DATA FOR THIS TASK:
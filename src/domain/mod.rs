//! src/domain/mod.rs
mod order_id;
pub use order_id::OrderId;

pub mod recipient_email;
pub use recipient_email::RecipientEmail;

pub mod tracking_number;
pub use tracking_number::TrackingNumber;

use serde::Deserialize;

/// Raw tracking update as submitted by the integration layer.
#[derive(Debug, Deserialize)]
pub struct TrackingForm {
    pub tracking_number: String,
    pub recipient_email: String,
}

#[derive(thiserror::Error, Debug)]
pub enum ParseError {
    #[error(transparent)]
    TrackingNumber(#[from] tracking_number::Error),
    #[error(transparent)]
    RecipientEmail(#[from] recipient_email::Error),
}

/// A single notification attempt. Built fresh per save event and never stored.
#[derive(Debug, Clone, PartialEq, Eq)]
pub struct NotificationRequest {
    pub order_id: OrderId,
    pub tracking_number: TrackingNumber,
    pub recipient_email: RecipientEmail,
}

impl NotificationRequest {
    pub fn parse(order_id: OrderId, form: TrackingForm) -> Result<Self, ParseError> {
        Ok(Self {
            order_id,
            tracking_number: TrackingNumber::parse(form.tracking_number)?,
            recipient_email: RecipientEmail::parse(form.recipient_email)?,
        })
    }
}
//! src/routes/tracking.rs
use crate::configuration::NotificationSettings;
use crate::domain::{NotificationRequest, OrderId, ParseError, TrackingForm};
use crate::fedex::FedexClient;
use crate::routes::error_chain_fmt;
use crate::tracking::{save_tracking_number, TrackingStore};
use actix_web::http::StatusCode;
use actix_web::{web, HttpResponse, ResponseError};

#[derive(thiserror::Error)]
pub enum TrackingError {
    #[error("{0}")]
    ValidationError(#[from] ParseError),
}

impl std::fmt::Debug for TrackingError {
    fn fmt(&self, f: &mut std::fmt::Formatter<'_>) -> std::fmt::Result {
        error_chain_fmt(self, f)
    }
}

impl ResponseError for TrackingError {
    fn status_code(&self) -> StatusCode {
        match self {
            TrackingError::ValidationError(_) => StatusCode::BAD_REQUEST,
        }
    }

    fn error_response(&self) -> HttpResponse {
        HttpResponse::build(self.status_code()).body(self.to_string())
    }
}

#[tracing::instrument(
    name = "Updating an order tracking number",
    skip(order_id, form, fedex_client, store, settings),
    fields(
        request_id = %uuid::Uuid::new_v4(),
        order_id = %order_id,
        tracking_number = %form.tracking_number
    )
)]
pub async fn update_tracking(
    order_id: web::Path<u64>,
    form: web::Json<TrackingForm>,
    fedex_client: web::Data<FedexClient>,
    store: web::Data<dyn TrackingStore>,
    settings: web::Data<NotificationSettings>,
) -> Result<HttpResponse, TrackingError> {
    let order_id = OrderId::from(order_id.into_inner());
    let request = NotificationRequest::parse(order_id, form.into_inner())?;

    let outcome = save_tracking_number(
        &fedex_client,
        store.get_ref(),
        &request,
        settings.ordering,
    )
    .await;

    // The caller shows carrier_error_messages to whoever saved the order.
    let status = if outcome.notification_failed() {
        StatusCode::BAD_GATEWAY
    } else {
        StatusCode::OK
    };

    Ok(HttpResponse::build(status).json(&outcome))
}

EXERCISE REQUIREMENTS:
Every line of the listing is to be returned exactly as given.

ANSWER TO THE PROBLEM:
filename src/domain/mod.rs
//! src/domain/mod.rs
mod order_id;
pub use order_id::OrderId;

pub mod recipient_email;
pub use recipient_email::RecipientEmail;

pub mod tracking_number;
pub use tracking_number::TrackingNumber;

use serde::Deserialize;

/// Raw tracking update as submitted by the integration layer.
#[derive(Debug, Deserialize)]
pub struct TrackingForm {
    pub tracking_number: String,
    pub recipient_email: String,
}

#[derive(thiserror::Error, Debug)]
pub enum ParseError {
    #[error(transparent)]
    TrackingNumber(#[from] tracking_number::Error),
    #[error(transparent)]
    RecipientEmail(#[from] recipient_email::Error),
}

/// A single notification attempt. Built fresh per save event and never stored.
#[derive(Debug, Clone, PartialEq, Eq)]
pub struct NotificationRequest {
    pub order_id: OrderId,
    pub tracking_number: TrackingNumber,
    pub recipient_email: RecipientEmail,
}

impl NotificationRequest {
    pub fn parse(order_id: OrderId, form: TrackingForm) -> Result<Self, ParseError> {
        Ok(Self {
            order_id,
            tracking_number: TrackingNumber::parse(form.tracking_number)?,
            recipient_email: RecipientEmail::parse(form.recipient_email)?,
        })
    }
}
//! src/routes/tracking.rs
use crate::configuration::NotificationSettings;
use crate::domain::{NotificationRequest, OrderId, ParseError, TrackingForm};
use crate::fedex::FedexClient;
use crate::routes::error_chain_fmt;
use crate::tracking::{save_tracking_number, TrackingStore};
use actix_web::http::StatusCode;
use actix_web::{web, HttpResponse, ResponseError};

#[derive(thiserror::Error)]
pub enum TrackingError {
    #[error("{0}")]
    ValidationError(#[from] ParseError),
}

impl std::fmt::Debug for TrackingError {
    fn fmt(&self, f: &mut std::fmt::Formatter<'_>) -> std::fmt::Result {
        error_chain_fmt(self, f)
    }
}

impl ResponseError for TrackingError {
    fn status_code(&self) -> StatusCode {
        match self {
            TrackingError::ValidationError(_) => StatusCode::BAD_REQUEST,
        }
    }

    fn error_response(&self) -> HttpResponse {
        HttpResponse::build(self.status_code()).body(self.to_string())
    }
}

#[tracing::instrument(
    name = "Updating an order tracking number",
    skip(order_id, form, fedex_client, store, settings),
    fields(
        request_id = %uuid::Uuid::new_v4(),
        order_id = %order_id,
        tracking_number = %form.tracking_number
    )
)]
pub async fn update_tracking(
    order_id: web::Path<u64>,
    form: web::Json<TrackingForm>,
    fedex_client: web::Data<FedexClient>,
    store: web::Data<dyn TrackingStore>,
    settings: web::Data<NotificationSettings>,
) -> Result<HttpResponse, TrackingError> {
    let order_id = OrderId::from(order_id.into_inner());
    let request = NotificationRequest::parse(order_id, form.into_inner())?;

    let outcome = save_tracking_number(
        &fedex_client,
        store.get_ref(),
        &request,
        settings.ordering,
    )
    .await;

    // The caller shows carrier_error_messages to whoever saved the order.
    let status = if outcome.notification_failed() {
        StatusCode::BAD_GATEWAY
    } else {
        StatusCode::OK
    };

    Ok(HttpResponse::build(status).json(&outcome))
}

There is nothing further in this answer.